### How to complete this task
Below are records; count the lines in them that hold "SourceHit" and give only the count.

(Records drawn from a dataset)
BEGIN

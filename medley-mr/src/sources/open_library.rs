//! OpenLibrary book adapter
//!
//! Free-text lookups go through `search.json`; ISBN lookups short-circuit
//! to the edition endpoint. Editions and works are separate records
//! upstream, so a secondary work fetch pulls long-form description and
//! subjects, falling back to edition fields when it fails.

use crate::cache::{cache_key, ttl};
use crate::matcher::{
    self, CANDIDATE_EXACT_TITLE, CANDIDATE_FLOOR, CANDIDATE_PARTIAL_TITLE,
};
use crate::models::{BookPartial, BookQuery, SeriesInfo, Source};
use crate::sources::{BookSource, SourceContext, SourceHit};
use async_trait::async_trait;
use medley_common::{Error, Result};
use serde::Deserialize;
use tracing::{debug, warn};

const BASE_URL: &str = "https://openlibrary.org";
const COVERS_URL: &str = "https://covers.openlibrary.org";
const SEARCH_LIMIT: u32 = 10;

/// Bonus when the query author fuzzy-matches a result author
const AUTHOR_BONUS: f64 = 30.0;

#[derive(Debug, Deserialize)]
struct SearchResponse {
    docs: Vec<SearchDoc>,
}

#[derive(Debug, Clone, Deserialize)]
struct SearchDoc {
    key: Option<String>,
    title: Option<String>,
    author_name: Option<Vec<String>>,
    first_publish_year: Option<i32>,
    isbn: Option<Vec<String>>,
    cover_i: Option<i64>,
    publisher: Option<Vec<String>>,
    language: Option<Vec<String>>,
    number_of_pages_median: Option<u32>,
    edition_count: Option<u32>,
}

#[derive(Debug, Deserialize)]
struct KeyRef {
    key: String,
}

/// Edition record returned by `/isbn/{isbn}.json`
#[derive(Debug, Deserialize)]
struct EditionResponse {
    title: Option<String>,
    key: Option<String>,
    works: Option<Vec<KeyRef>>,
    number_of_pages: Option<u32>,
    publish_date: Option<String>,
    publishers: Option<Vec<String>>,
    isbn_10: Option<Vec<String>>,
    isbn_13: Option<Vec<String>>,
    covers: Option<Vec<i64>>,
    description: Option<TextOrValue>,
}

/// Work record: the long-form description and subjects live here
#[derive(Debug, Deserialize)]
struct WorkResponse {
    description: Option<TextOrValue>,
    subjects: Option<Vec<String>>,
}

/// OpenLibrary serializes prose either as a bare string or as
/// `{"type": ..., "value": ...}`
#[derive(Debug, Deserialize)]
#[serde(untagged)]
enum TextOrValue {
    Text(String),
    Object { value: String },
}

impl TextOrValue {
    fn into_string(self) -> String {
        match self {
            TextOrValue::Text(s) => s,
            TextOrValue::Object { value } => value,
        }
    }
}

pub struct OpenLibrarySource {
    ctx: SourceContext,
}

impl OpenLibrarySource {
    pub fn new(ctx: SourceContext) -> Self {
        Self { ctx }
    }

    async fn lookup_inner(&self, query: &BookQuery) -> Result<Option<SourceHit>> {
        let tag = Source::OpenLibrary.as_str();
        let key = cache_key(
            tag,
            &[
                Some("book"),
                query.isbn.as_deref().map(|_| "isbn"),
                query.isbn.as_deref(),
                query.isbn.is_none().then_some(query.title.as_str()),
                query.author.as_deref().filter(|_| query.isbn.is_none()),
            ],
        );

        if let Some(hit) = self.ctx.cache.get::<BookPartial>(&key).await? {
            return Ok(Some(SourceHit::cached(hit)));
        }

        let partial = if let Some(isbn) = &query.isbn {
            self.lookup_by_isbn(isbn).await?
        } else {
            self.search(query).await?
        };

        if let Some(partial) = &partial {
            self.ctx
                .cache
                .set(&key, partial, tag, Some(ttl::BOOK_METADATA_HOURS))
                .await?;
        }

        Ok(partial.map(SourceHit::fresh))
    }

    /// Identifier lookup: unambiguous, skips the fuzzy-matching path
    async fn lookup_by_isbn(&self, isbn: &str) -> Result<Option<BookPartial>> {
        let url = format!("{}/isbn/{}.json", BASE_URL, isbn.trim());
        let edition: EditionResponse = self
            .ctx
            .http
            .get_json(Source::OpenLibrary.as_str(), &url, &[])
            .await?;

        let work = match edition.works.as_ref().and_then(|w| w.first()) {
            Some(work_ref) => self.fetch_work(&work_ref.key).await,
            None => None,
        };

        Ok(Some(partial_from_edition(edition, work)))
    }

    async fn search(&self, query: &BookQuery) -> Result<Option<BookPartial>> {
        let mut params = vec![
            ("title", query.title.clone()),
            ("limit", SEARCH_LIMIT.to_string()),
        ];
        if let Some(author) = &query.author {
            params.push(("author", author.clone()));
        }

        let url = format!("{}/search.json", BASE_URL);
        let response: SearchResponse = self
            .ctx
            .http
            .get_json(Source::OpenLibrary.as_str(), &url, &params)
            .await?;

        let Some(doc) = best_candidate(&query.title, query.author.as_deref(), response.docs)
        else {
            debug!(title = %query.title, "No OpenLibrary candidate cleared the floor");
            return Ok(None);
        };

        let work = match doc.key.as_deref() {
            Some(work_key) => self.fetch_work(work_key).await,
            None => None,
        };

        Ok(Some(partial_from_doc(doc, work)))
    }

    /// Secondary work fetch; failure falls back to edition/search fields
    async fn fetch_work(&self, work_key: &str) -> Option<WorkResponse> {
        let url = format!("{}{}.json", BASE_URL, work_key);
        match self
            .ctx
            .http
            .get_json::<WorkResponse>(Source::OpenLibrary.as_str(), &url, &[])
            .await
        {
            Ok(work) => Some(work),
            Err(e) => {
                warn!(work_key, error = %e, "Work fetch failed; using edition fields");
                None
            }
        }
    }
}

#[async_trait]
impl BookSource for OpenLibrarySource {
    fn source(&self) -> Source {
        Source::OpenLibrary
    }

    async fn lookup(&self, query: &BookQuery) -> Option<SourceHit> {
        match self.lookup_inner(query).await {
            Ok(result) => result,
            Err(Error::NotFound(_)) => None,
            Err(e) => {
                warn!(title = %query.title, error = %e, "OpenLibrary lookup failed");
                None
            }
        }
    }
}

/// Candidate score: exact normalized title 100, containment 50, author
/// corroboration +30, edition count as a sub-point popularity tiebreak
fn score_candidate(query_title: &str, query_author: Option<&str>, doc: &SearchDoc) -> f64 {
    let Some(title) = doc.title.as_deref() else {
        return 0.0;
    };

    let nq = matcher::normalize(query_title);
    let nt = matcher::normalize(title);

    let mut score = if !nq.is_empty() && nq == nt {
        CANDIDATE_EXACT_TITLE
    } else if !nq.is_empty() && !nt.is_empty() && (nq.contains(&nt) || nt.contains(&nq)) {
        CANDIDATE_PARTIAL_TITLE
    } else {
        0.0
    };

    if let (Some(qa), Some(authors)) = (query_author, doc.author_name.as_ref()) {
        if authors
            .iter()
            .any(|a| matcher::is_fuzzy_match(qa, a, matcher::FUZZY_THRESHOLD))
        {
            score += AUTHOR_BONUS;
        }
    }

    score += doc.edition_count.unwrap_or(0).min(1000) as f64 / 1000.0;
    score
}

fn best_candidate(
    query_title: &str,
    query_author: Option<&str>,
    docs: Vec<SearchDoc>,
) -> Option<SearchDoc> {
    docs.into_iter()
        .map(|doc| {
            let score = score_candidate(query_title, query_author, &doc);
            (doc, score)
        })
        .filter(|(_, score)| *score >= CANDIDATE_FLOOR)
        .max_by(|(_, a), (_, b)| a.partial_cmp(b).unwrap_or(std::cmp::Ordering::Equal))
        .map(|(doc, _)| doc)
}

/// Split a mixed ISBN list into the first ISBN-10 and first ISBN-13
fn classify_isbns(isbns: &[String]) -> (Option<String>, Option<String>) {
    let mut isbn_10 = None;
    let mut isbn_13 = None;
    for isbn in isbns {
        let digits = isbn.trim();
        match digits.len() {
            10 if isbn_10.is_none() => isbn_10 = Some(digits.to_string()),
            13 if isbn_13.is_none() => isbn_13 = Some(digits.to_string()),
            _ => {}
        }
    }
    (isbn_10, isbn_13)
}

fn cover_url_for(cover_id: i64) -> String {
    // -L is the highest-resolution variant offered
    format!("{}/b/id/{}-L.jpg", COVERS_URL, cover_id)
}

fn partial_from_doc(doc: SearchDoc, work: Option<WorkResponse>) -> BookPartial {
    let mut partial = BookPartial::new(Source::OpenLibrary);

    if let Some(title) = doc.title {
        let extracted = matcher::extract_series_from_title(&title);
        partial.title = Some(extracted.clean_title);
        if let Some(name) = extracted.series_name {
            partial.series = Some(SeriesInfo {
                name,
                position: extracted.series_position,
            });
        }
    }

    partial.authors = doc.author_name.unwrap_or_default();
    if let Some(isbns) = doc.isbn.as_deref() {
        let (isbn_10, isbn_13) = classify_isbns(isbns);
        partial.isbn_10 = isbn_10;
        partial.isbn_13 = isbn_13;
    }
    partial.publish_year = doc.first_publish_year;
    partial.publisher = doc.publisher.and_then(|p| p.into_iter().next());
    partial.language = doc.language.and_then(|l| l.into_iter().next());
    partial.page_count = doc.number_of_pages_median;
    partial.cover_url = doc.cover_i.map(cover_url_for);

    if let Some(work) = work {
        partial.description = work.description.map(TextOrValue::into_string);
        partial.subjects = work.subjects.unwrap_or_default();
    }

    if let Some(key) = doc.key {
        partial.identifier = Some(key.trim_start_matches("/works/").to_string());
        partial.source_url = Some(format!("{}{}", BASE_URL, key));
    }

    partial
}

END

### Solution to the problem
5